- [ABOUT THIS EXERCISE]:
The output should be all lines of the entries below in which the word "filter" occurs.

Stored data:
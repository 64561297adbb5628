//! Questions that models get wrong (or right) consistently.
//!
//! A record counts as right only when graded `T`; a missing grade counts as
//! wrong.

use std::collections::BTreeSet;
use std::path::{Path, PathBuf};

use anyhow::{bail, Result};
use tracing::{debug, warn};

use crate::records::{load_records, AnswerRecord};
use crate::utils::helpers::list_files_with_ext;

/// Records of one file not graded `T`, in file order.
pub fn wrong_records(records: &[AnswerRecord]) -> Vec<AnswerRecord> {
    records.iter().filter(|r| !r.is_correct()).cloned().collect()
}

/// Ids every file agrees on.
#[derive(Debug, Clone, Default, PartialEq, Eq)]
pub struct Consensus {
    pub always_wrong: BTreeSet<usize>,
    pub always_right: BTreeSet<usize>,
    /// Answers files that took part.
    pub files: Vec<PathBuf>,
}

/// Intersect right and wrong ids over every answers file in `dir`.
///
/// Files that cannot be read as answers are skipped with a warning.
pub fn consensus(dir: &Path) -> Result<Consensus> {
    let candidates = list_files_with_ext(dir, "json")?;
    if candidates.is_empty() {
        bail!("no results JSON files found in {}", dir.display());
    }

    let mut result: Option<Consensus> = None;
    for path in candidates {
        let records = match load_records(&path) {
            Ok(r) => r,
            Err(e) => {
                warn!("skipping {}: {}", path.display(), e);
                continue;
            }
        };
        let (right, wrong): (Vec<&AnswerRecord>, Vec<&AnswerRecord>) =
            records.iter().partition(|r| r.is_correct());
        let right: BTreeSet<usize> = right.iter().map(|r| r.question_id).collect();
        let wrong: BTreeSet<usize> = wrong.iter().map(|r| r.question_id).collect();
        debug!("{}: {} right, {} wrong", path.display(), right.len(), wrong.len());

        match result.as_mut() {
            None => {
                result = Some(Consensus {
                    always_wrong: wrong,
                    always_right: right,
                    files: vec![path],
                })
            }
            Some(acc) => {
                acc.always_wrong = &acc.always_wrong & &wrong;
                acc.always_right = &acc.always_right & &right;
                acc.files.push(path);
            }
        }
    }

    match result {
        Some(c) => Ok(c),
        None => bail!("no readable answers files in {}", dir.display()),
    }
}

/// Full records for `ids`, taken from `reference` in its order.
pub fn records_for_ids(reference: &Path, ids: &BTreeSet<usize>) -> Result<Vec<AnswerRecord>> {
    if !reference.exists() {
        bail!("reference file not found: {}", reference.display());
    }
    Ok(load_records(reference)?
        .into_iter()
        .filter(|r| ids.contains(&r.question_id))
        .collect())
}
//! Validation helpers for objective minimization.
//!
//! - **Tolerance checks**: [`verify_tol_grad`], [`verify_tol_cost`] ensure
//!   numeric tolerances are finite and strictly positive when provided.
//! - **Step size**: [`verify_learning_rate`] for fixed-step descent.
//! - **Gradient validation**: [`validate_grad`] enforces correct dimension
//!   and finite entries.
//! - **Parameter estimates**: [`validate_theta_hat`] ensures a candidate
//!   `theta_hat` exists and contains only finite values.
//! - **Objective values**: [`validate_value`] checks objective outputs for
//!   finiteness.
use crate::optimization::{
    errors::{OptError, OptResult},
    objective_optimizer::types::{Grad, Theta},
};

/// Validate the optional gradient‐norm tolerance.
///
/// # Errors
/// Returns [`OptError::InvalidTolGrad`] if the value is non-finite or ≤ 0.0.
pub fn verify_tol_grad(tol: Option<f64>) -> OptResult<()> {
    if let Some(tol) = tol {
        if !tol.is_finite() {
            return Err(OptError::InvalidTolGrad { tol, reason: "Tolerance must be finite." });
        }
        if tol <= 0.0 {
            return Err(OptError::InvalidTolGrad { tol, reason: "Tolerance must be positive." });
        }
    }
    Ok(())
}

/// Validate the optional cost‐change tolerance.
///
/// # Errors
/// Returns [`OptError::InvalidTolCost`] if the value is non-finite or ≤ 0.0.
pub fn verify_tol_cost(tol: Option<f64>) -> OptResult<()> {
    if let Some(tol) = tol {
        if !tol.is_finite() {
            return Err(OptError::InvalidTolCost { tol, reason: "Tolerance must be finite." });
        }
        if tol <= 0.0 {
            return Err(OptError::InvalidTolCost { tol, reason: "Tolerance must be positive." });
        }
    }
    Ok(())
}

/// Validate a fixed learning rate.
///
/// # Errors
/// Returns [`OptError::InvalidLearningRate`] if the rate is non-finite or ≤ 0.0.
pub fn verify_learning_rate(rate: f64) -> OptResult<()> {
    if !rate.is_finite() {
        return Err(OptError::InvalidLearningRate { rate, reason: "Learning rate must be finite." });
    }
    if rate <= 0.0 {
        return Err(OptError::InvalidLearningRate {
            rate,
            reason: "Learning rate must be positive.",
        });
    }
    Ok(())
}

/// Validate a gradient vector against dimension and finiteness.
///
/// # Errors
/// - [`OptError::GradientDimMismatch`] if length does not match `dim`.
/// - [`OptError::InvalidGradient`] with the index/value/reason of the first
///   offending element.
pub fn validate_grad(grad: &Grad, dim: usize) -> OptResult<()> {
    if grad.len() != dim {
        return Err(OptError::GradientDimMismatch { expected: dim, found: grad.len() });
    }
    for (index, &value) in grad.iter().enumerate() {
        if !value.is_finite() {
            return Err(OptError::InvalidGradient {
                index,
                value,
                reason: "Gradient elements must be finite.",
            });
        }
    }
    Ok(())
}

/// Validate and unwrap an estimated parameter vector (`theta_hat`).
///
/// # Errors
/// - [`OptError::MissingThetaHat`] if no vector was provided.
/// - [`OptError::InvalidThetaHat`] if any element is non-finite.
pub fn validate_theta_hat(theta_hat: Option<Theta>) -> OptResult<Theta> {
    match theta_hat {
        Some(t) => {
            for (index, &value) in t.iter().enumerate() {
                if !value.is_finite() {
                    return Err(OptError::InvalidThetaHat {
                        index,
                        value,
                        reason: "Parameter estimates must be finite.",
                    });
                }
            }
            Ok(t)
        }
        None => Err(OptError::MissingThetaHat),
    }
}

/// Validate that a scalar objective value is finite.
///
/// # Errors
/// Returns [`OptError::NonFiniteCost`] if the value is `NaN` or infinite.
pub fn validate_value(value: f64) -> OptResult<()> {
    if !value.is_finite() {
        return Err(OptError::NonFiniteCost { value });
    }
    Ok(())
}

- [ANSWER BOX]:
    records.iter().filter(|r| !r.is_correct()).cloned().collect()
        .filter(|r| ids.contains(&r.question_id))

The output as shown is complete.